_Saved entries_.

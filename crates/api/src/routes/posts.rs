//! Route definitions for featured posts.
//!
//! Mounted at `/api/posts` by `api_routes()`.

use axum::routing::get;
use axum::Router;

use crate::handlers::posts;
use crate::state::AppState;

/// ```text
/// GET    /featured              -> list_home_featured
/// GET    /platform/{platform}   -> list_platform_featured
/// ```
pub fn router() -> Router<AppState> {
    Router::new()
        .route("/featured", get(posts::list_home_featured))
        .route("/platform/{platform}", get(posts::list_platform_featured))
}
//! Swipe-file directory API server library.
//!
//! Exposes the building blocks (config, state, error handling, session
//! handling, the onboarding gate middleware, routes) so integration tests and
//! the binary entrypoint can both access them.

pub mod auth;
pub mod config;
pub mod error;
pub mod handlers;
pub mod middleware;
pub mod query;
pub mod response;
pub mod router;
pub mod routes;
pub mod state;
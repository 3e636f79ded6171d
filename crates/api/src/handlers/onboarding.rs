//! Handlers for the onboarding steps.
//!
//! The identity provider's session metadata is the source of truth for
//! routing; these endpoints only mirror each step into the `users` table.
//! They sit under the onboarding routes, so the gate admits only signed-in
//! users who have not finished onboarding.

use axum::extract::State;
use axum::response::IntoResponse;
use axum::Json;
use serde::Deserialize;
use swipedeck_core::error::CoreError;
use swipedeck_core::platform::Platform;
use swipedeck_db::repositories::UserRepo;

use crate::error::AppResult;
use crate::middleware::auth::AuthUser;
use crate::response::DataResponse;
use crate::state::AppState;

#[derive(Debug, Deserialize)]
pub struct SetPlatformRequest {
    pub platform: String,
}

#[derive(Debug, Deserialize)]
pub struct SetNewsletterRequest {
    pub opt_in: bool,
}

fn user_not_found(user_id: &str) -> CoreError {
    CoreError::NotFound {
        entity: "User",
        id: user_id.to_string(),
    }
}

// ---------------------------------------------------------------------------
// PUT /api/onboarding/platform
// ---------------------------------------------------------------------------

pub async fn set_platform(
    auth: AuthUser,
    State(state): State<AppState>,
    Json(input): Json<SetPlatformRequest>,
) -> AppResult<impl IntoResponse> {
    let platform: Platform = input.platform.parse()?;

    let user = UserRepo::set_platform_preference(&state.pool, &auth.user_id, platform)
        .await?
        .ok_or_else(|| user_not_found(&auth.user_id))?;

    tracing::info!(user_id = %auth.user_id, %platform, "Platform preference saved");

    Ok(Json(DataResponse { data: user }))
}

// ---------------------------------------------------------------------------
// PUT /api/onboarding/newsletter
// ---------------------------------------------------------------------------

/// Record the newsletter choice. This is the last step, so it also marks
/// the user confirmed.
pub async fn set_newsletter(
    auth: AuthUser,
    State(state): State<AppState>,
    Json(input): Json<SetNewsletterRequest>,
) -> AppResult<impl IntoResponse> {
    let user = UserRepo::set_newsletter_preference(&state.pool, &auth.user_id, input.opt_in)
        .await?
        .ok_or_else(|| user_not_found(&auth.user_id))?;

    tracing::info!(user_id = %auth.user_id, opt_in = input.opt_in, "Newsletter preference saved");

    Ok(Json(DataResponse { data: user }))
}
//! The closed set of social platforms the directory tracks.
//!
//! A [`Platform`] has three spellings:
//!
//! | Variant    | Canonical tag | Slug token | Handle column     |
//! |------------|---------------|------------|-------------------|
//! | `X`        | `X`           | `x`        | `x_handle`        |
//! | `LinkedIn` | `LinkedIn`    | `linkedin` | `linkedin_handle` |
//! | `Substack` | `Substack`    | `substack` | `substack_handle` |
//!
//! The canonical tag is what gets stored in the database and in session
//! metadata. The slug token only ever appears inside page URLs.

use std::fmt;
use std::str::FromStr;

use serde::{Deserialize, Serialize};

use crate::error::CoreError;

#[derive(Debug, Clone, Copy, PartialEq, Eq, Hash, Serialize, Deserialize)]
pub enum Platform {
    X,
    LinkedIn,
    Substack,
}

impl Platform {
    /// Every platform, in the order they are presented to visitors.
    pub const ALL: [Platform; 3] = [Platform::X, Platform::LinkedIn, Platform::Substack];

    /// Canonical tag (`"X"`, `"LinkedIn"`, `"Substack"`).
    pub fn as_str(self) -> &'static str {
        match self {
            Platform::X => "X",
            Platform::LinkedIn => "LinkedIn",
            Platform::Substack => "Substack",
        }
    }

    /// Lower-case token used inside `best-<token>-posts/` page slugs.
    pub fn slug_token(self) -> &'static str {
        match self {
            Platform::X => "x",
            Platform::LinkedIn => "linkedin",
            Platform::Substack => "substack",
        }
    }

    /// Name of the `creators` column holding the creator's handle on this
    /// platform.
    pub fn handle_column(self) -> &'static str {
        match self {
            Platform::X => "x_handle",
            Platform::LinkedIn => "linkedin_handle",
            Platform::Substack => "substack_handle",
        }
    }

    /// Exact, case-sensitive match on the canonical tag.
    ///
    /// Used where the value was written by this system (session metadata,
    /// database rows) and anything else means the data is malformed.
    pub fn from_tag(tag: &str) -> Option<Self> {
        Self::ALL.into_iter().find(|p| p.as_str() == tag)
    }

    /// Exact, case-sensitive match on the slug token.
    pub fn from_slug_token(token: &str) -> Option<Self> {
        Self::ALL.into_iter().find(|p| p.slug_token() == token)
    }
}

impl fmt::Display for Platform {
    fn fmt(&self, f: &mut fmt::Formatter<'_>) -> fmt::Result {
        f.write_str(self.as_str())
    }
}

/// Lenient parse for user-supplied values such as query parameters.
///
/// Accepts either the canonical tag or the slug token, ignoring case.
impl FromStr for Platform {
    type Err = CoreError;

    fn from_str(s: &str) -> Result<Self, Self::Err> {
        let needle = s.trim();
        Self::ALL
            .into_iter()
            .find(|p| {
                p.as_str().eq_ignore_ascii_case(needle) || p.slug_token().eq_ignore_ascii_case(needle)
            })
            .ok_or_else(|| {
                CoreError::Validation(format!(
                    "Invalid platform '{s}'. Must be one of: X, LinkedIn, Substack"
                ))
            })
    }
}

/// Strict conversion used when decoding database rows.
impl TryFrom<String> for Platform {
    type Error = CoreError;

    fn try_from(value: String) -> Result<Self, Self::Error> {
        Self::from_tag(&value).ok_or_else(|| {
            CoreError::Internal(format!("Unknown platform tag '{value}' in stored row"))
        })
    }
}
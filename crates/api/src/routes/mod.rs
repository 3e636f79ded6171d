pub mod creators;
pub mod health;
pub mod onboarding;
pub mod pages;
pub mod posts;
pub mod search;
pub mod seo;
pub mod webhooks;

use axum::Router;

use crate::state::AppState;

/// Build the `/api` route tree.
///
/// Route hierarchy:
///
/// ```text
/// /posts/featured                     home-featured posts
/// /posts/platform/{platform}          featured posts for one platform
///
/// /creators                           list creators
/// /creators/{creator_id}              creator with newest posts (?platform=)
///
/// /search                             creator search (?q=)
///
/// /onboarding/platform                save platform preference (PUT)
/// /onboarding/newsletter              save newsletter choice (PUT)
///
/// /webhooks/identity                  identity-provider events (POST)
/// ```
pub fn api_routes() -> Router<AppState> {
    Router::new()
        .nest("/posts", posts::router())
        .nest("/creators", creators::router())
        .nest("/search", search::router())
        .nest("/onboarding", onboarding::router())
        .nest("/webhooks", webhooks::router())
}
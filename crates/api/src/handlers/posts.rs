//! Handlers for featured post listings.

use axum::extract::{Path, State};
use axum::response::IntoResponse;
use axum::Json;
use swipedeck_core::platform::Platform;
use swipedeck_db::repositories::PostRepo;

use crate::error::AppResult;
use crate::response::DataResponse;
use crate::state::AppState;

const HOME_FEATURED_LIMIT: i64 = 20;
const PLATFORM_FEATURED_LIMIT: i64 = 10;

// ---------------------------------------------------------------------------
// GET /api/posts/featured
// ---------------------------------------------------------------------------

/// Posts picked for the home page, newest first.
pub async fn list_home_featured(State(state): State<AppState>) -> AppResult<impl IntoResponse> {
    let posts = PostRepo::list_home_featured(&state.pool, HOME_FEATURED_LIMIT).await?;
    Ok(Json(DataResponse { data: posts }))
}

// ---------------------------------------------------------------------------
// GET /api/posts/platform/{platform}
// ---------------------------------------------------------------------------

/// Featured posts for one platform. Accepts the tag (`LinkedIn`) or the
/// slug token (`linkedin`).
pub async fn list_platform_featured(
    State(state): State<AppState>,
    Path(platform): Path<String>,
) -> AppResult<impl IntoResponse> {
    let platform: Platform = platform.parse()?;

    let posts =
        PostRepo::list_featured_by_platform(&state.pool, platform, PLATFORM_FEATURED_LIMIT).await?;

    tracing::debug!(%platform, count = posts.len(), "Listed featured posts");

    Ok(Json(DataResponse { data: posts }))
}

_Work to complete_. Copy out every line of the records that the string "const" appears in.

_Task response_.
    pub const ALL: [Platform; 3] = [Platform::X, Platform::LinkedIn, Platform::Substack];
const HOME_FEATURED_LIMIT: i64 = 20;
const PLATFORM_FEATURED_LIMIT: i64 = 10;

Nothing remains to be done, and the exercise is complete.